None of these authors pay much attention to the fact that the Californian paradise had literally to be built; and that the huge amount of construction needed to lay down the boomtowns, and to connect the Promised Land to the rest of America by rail (see Transportation), entailed a widespread use of forced (ie slave) labour, mostly from China; certainly the Paul Bunyan-like exploits of the eponymous Superman in Luther Marshall's Thomas Boobig (1895) are accomplished without oppressing anyone. But Chinese workers were in fact essential, non-white, numerous and oppressed, it was necessary to demonize them. The first Yellow Peril sf novel, Pierton W Dooner's Last Days of the Republic (1880), duly appeared soon after the use of coolies as slaves in all but name became widespread (see Race in SF). Other tales focusing on Invasions and other threats to California include Lorelle's "The Battle of the Wabash: A Letter from the Invisible Police" (October 1880 The Californian), Robert Woltor's A Short and Truthful History of the Taking of California and Oregon by the Chinese in the Year AD 1899 (1882), Homer Lea's The Valor of Ignorance (1909), Charles Downing's The Reckoning (1927), W D Gann's The Tunnel Thru' the Air; Or, Looking Back from 1940 (1927), The Head and the Yellow Peril (1938) by Max Brand and Walter B Gibson writing together as by Grant Faust, and Whitman Chambers's Invasion! (1943) which is set in World War Two.
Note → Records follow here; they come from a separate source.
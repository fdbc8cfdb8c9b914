//! Mock 提供方（用于测试，无需网络）
//!
//! 记录每次调用的参数；可指定失败的查询，也可设置延迟来观察取消。

use std::collections::{HashMap, HashSet};
use std::sync::Mutex;
use std::time::Duration;

use async_trait::async_trait;
use tokio_util::sync::CancellationToken;

use crate::itinerary::{GeoPoint, SourceRecord};
use crate::providers::{
    cancellable, Geocoder, ImageSynthesizer, PhotoSearch, ProviderError, StockPhoto, VideoSource,
};

fn slug(text: &str) -> String {
    text.chars()
        .map(|c| if c.is_ascii_alphanumeric() { c.to_ascii_lowercase() } else { '-' })
        .collect::<String>()
        .split('-')
        .filter(|s| !s.is_empty())
        .collect::<Vec<_>>()
        .join("-")
}

async fn pause(delay: Option<Duration>, cancel: &CancellationToken) -> Result<(), ProviderError> {
    match delay {
        Some(d) => cancellable(cancel, async move {
            tokio::time::sleep(d).await;
            Ok::<(), ProviderError>(())
        })
        .await,
        None if cancel.is_cancelled() => Err(ProviderError::Cancelled),
        None => Ok(()),
    }
}

fn record<T: Clone>(log: &Mutex<Vec<T>>, item: T) {
    if let Ok(mut l) = log.lock() {
        l.push(item);
    }
}

fn snapshot<T: Clone>(log: &Mutex<Vec<T>>) -> Vec<T> {
    log.lock().map(|l| l.clone()).unwrap_or_default()
}

/// 视频源：按 url 返回预置记录
#[derive(Default)]
pub struct MockVideoSource {
    records: HashMap<String, SourceRecord>,
    calls: Mutex<Vec<String>>,
    delay: Option<Duration>,
}

impl MockVideoSource {
    pub fn new() -> Self {
        Self::default()
    }

    pub fn with_record(mut self, record: SourceRecord) -> Self {
        self.records.insert(record.url.clone(), record);
        self
    }

    pub fn with_delay(mut self, delay: Duration) -> Self {
        self.delay = Some(delay);
        self
    }

    pub fn calls(&self) -> Vec<String> {
        snapshot(&self.calls)
    }
}

#[async_trait]
impl VideoSource for MockVideoSource {
    async fn fetch(&self, url: &str, cancel: &CancellationToken) -> Result<SourceRecord, ProviderError> {
        record(&self.calls, url.to_string());
        pause(self.delay, cancel).await?;
        self.records
            .get(url)
            .cloned()
            .ok_or_else(|| ProviderError::NotFound(url.to_string()))
    }
}

/// 地理编码：按查询返回预置坐标，未知查询返回 NotFound
#[derive(Default)]
pub struct MockGeocoder {
    places: HashMap<String, GeoPoint>,
    failing: HashSet<String>,
    calls: Mutex<Vec<String>>,
    delay: Option<Duration>,
}

impl MockGeocoder {
    pub fn new() -> Self {
        Self::default()
    }

    pub fn with_place(mut self, query: &str, lat: f64, lng: f64) -> Self {
        self.places.insert(query.to_string(), GeoPoint { lat, lng });
        self
    }

    pub fn failing(mut self, query: &str) -> Self {
        self.failing.insert(query.to_string());
        self
    }

    pub fn with_delay(mut self, delay: Duration) -> Self {
        self.delay = Some(delay);
        self
    }

    pub fn calls(&self) -> Vec<String> {
        snapshot(&self.calls)
    }
}

#[async_trait]
impl Geocoder for MockGeocoder {
    async fn geocode(&self, query: &str, cancel: &CancellationToken) -> Result<GeoPoint, ProviderError> {
        record(&self.calls, query.to_string());
        pause(self.delay, cancel).await?;
        if self.failing.contains(query) {
            return Err(ProviderError::Transport(format!("geocoder unavailable for '{query}'")));
        }
        self.places
            .get(query)
            .copied()
            .ok_or_else(|| ProviderError::NotFound(query.to_string()))
    }
}

/// 图库搜索：默认命中，指定的查询失败
#[derive(Default)]
pub struct MockPhotoSearch {
    failing: HashSet<String>,
    calls: Mutex<Vec<String>>,
    delay: Option<Duration>,
}

impl MockPhotoSearch {
    pub fn new() -> Self {
        Self::default()
    }

    pub fn failing(mut self, query: &str) -> Self {
        self.failing.insert(query.to_string());
        self
    }

    pub fn with_delay(mut self, delay: Duration) -> Self {
        self.delay = Some(delay);
        self
    }

    pub fn calls(&self) -> Vec<String> {
        snapshot(&self.calls)
    }
}

#[async_trait]
impl PhotoSearch for MockPhotoSearch {
    async fn search(&self, query: &str, cancel: &CancellationToken) -> Result<StockPhoto, ProviderError> {
        record(&self.calls, query.to_string());
        pause(self.delay, cancel).await?;
        if self.failing.contains(query) {
            return Err(ProviderError::Transport(format!("stock search failed for '{query}'")));
        }
        Ok(StockPhoto {
            url: format!("https://stock.example/{}.jpg", slug(query)),
            attribution: Some("Photo by Mock".to_string()),
        })
    }
}

/// 图片生成：默认成功；提示词包含指定片段时失败
#[derive(Default)]
pub struct MockImageSynthesizer {
    failing_fragments: Vec<String>,
    calls: Mutex<Vec<String>>,
    delay: Option<Duration>,
}

impl MockImageSynthesizer {
    pub fn new() -> Self {
        Self::default()
    }

    pub fn failing_when_contains(mut self, fragment: &str) -> Self {
        self.failing_fragments.push(fragment.to_string());
        self
    }

    pub fn with_delay(mut self, delay: Duration) -> Self {
        self.delay = Some(delay);
        self
    }

    pub fn calls(&self) -> Vec<String> {
        snapshot(&self.calls)
    }
}

#[async_trait]
impl ImageSynthesizer for MockImageSynthesizer {
    async fn synthesize(&self, prompt: &str, cancel: &CancellationToken) -> Result<String, ProviderError> {
        record(&self.calls, prompt.to_string());
        pause(self.delay, cancel).await?;
        if self.failing_fragments.iter().any(|f| prompt.contains(f.as_str())) {
            return Err(ProviderError::Transport("synthesis failed".to_string()));
        }
        Ok(format!("https://synth.example/{}.png", slug(prompt)))
    }
}

#[cfg(test)]
mod tests {
    use super::*;

    #[tokio::test]
    async fn test_mock_geocoder() {
        let geo = MockGeocoder::new().with_place("Kyoto Tower", 34.98, 135.75).failing("Down");
        let token = CancellationToken::new();
        assert!(geo.geocode("Kyoto Tower", &token).await.is_ok());
        assert!(matches!(geo.geocode("Nowhere", &token).await, Err(ProviderError::NotFound(_))));
        assert!(matches!(geo.geocode("Down", &token).await, Err(ProviderError::Transport(_))));
        assert_eq!(geo.calls().len(), 3);
    }

    #[tokio::test]
    async fn test_delay_observes_cancel() {
        let photos = MockPhotoSearch::new().with_delay(Duration::from_secs(5));
        let token = CancellationToken::new();
        let trigger = token.clone();
        tokio::spawn(async move {
            tokio::time::sleep(Duration::from_millis(10)).await;
            trigger.cancel();
        });
        let err = photos.search("temple", &token).await.unwrap_err();
        assert!(err.is_cancelled());
    }

    #[test]
    fn test_slug() {
        assert_eq!(slug("Fushimi Inari, Kyoto!"), "fushimi-inari-kyoto");
    }
}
Still, even if it cannot be denied that Yellow Peril authors dramatized widespread prejudice and fears, the sf they wrote (most of it execrable) did not dominate Californian sf; though race Paranoia is easily decipherable throughout the twentieth century, certainly when Aliens stand in for nonwhite humans, as in John Carpenter's film They Live (1988) or the Television series Alien Nation (1989-1990). Scapegoated nonwhite alien slaves were all the same a side-issue, though a humanly vital one; and alien migrants, as distinguished from entitled settlers, were rarely protagonists in any novel set in the state, nor were their native-born descendants. Octavia E Butler's work as a whole, from the 1970s on, is the first significant demonstration of a counter-story; Cynthia Kadohata's In the Heart of the Valley of Love (1992) also features nonwhite humans. But for sf writers the true – or ostensible – California story was from the first the dramatic quarrel between Homo sapiens and the natural world, a quarrel in which all human civilizations participate, and of which all regions on Earth show the scars, but perhaps nowhere more consequentially than here (except perhaps for Australia or Japan). No other regions of this planet evoke in sf writers so vigorous a response to the human presumption that we rule the Earth. In sf literature (as in reality), the two states of California are threatened almost constantly by Disasters both natural and anthropogenic.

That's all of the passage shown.